The meeting between Drew and Persad-Bissessar aimed to address some of the latest developments regarding regional issues, amid strained relations between Trinidad and Tobago and most other CARICOM member states.
Trinidad and Tobago’s support of U.S. military deployments that ultimately led to the ouster of now former Venezuelan President Nicolás Maduro and ushered in a post-Maduro “transition” in Venezuela has been at the centre of a foreign policy-related split among CARICOM member states, undermining regional unity and a historically cooperative foreign policy approach.
Port of Spain has taken a harder line against those CARICOM member states that — with an eye to ‘Operation Southern Spear’ and ‘Operation Absolute Resolve’ — express reservations about the use of this form of power and the narrative qua pretext to leverage it.
This state of affairs is a serious concern for CARICOM, especially as common ground has been elusive thus far.
CARICOM insiders have tied the way forward to Drew’s bilateral outreach to his colleague Heads of Government with due regard to an all-important CARICOM summit this month. The Fiftieth Regular Meeting of the Conference of CARICOM Heads of Government, carded for February 24 to 27 in St. Kitts and Nevis, takes place under Drew’s chairmanship.
This summit comes against the backdrop of the bloc having arrived at an inflection point. CARICOM member states’ long-held unified stance against hard power in international relations is reshaping before our very eyes. Importantly, CARICOM faces a split on whether to seek accommodation with U.S. foreign policy for security.
What now obtains are competing visions of how to grapple with the stark reality of international relations that, increasingly, is driven by predation.
One camp within the regional grouping links the majority of member states, whose foreign policy outlook is still defined by shared opposition to the notion of a hierarchical international order of dominant and subordinate states.
The other camp downplays the wider effects qua implications of international politics’ hard power dimension, which hinges on a United Nations Charter-suppressing might is right foreign policy ethos.

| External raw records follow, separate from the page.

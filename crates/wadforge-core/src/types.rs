//! Common types used across wadforge
//!
//! This module provides the detection vocabulary shared by every format
//! registry: graded confidence and broad format categories.

use serde::{Deserialize, Serialize};

/// How strongly a detector believes a buffer is in its format
///
/// The variants are ordered, so `Confidence::Maybe < Confidence::Certain`.
/// Heuristic detectors stop at `Probably`; only magic-number checks answer
/// `Certain`.
#[derive(Debug, Default, Clone, Copy, PartialEq, Eq, PartialOrd, Ord, Hash, Serialize, Deserialize)]
#[serde(rename_all = "snake_case")]
pub enum Confidence {
    /// The data is definitely not this format
    #[default]
    NoMatch,
    /// Unlikely, but not ruled out
    Unlikely,
    /// Could be this format
    Maybe,
    /// Very likely this format
    Probably,
    /// Structurally identified
    Certain,
}

impl Confidence {
    /// All levels, weakest first
    pub const ALL: [Confidence; 5] = [
        Confidence::NoMatch,
        Confidence::Unlikely,
        Confidence::Maybe,
        Confidence::Probably,
        Confidence::Certain,
    ];

    /// Numeric score (0, 64, 128, 192, 255)
    pub const fn score(self) -> u8 {
        match self {
            Confidence::NoMatch => 0,
            Confidence::Unlikely => 64,
            Confidence::Maybe => 128,
            Confidence::Probably => 192,
            Confidence::Certain => 255,
        }
    }

    /// Map a raw score onto the nearest level at or below it
    pub const fn from_score(score: u8) -> Self {
        match score {
            0..=63 => Confidence::NoMatch,
            64..=127 => Confidence::Unlikely,
            128..=191 => Confidence::Maybe,
            192..=254 => Confidence::Probably,
            255 => Confidence::Certain,
        }
    }

    /// Whether the detector matched at all
    pub const fn is_match(self) -> bool {
        !matches!(self, Confidence::NoMatch)
    }
}

impl std::fmt::Display for Confidence {
    fn fmt(&self, f: &mut std::fmt::Formatter<'_>) -> std::fmt::Result {
        let name = match self {
            Confidence::NoMatch => "no match",
            Confidence::Unlikely => "unlikely",
            Confidence::Maybe => "maybe",
            Confidence::Probably => "probably",
            Confidence::Certain => "certain",
        };
        f.write_str(name)
    }
}

/// Broad grouping of detectable formats
#[derive(Debug, Clone, Copy, PartialEq, Eq, Hash, Serialize, Deserialize)]
#[serde(rename_all = "snake_case")]
pub enum FormatCategory {
    /// Container holding other entries
    Archive,
    /// Picture or texture
    Image,
    /// Sampled sound
    Audio,
    /// Sequenced or tracked music
    Music,
    /// Engine data lump (palettes, texture tables, ...)
    Lump,
    /// 3D model
    Model,
    /// Bitmap font
    Font,
    /// Compiled script bytecode
    Script,
    /// Plain text
    Text,
    /// Not identified
    Unknown,
}

impl std::fmt::Display for FormatCategory {
    fn fmt(&self, f: &mut std::fmt::Formatter<'_>) -> std::fmt::Result {
        let name = match self {
            FormatCategory::Archive => "archive",
            FormatCategory::Image => "image",
            FormatCategory::Audio => "audio",
            FormatCategory::Music => "music",
            FormatCategory::Lump => "lump",
            FormatCategory::Model => "model",
            FormatCategory::Font => "font",
            FormatCategory::Script => "script",
            FormatCategory::Text => "text",
            FormatCategory::Unknown => "unknown",
        };
        f.write_str(name)
    }
}

#[cfg(test)]
mod tests {
    use super::*;

    #[test]
    fn test_confidence_ordering() {
        assert!(Confidence::NoMatch < Confidence::Unlikely);
        assert!(Confidence::Unlikely < Confidence::Maybe);
        assert!(Confidence::Maybe < Confidence::Probably);
        assert!(Confidence::Probably < Confidence::Certain);
    }

    #[test]
    fn test_score_round_trip() {
        for level in Confidence::ALL {
            assert_eq!(Confidence::from_score(level.score()), level);
        }
    }

    #[test]
    fn test_from_score_rounds_down() {
        assert_eq!(Confidence::from_score(100), Confidence::Unlikely);
        assert_eq!(Confidence::from_score(254), Confidence::Probably);
        assert_eq!(Confidence::from_score(1), Confidence::NoMatch);
    }

    #[test]
    fn test_is_match() {
        assert!(!Confidence::NoMatch.is_match());
        assert!(Confidence::Unlikely.is_match());
    }
}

In such a foreign policy power play, a given country wilfully sidesteps international norms and laws. In this situation, having rationalized hierarchical relationships, it pursues its desired foreign policy outcomes by bringing military force and/or economic might to bear on compelling compliance from other (state) actors in the international system.
Having regard to Trinidad and Tobago’s sharp shift in its foreign policy towards support for U.S. interventionism, it fits squarely into this second camp. This development marks one of the most consequential reversals in the conduct of Trinidad and Tobago’s post-independence international relations, undercutting CARICOM’s recourse to multilateral power. (This kind of power leans into the processes of international cooperation and multilateralism that stand as a bulwark against hard power, amplifying the voice of small states on the international stage.)
In combination, these foreign policy-related developments end up backstopping the exercise of hard power in international relations.
And yet hard power is challenging CARICOM member states, testing their sovereignty and internal coherence. I have read this to mean that external pressure is impactful mainly when regional actors disagree on responses, revealing vulnerabilities in unity.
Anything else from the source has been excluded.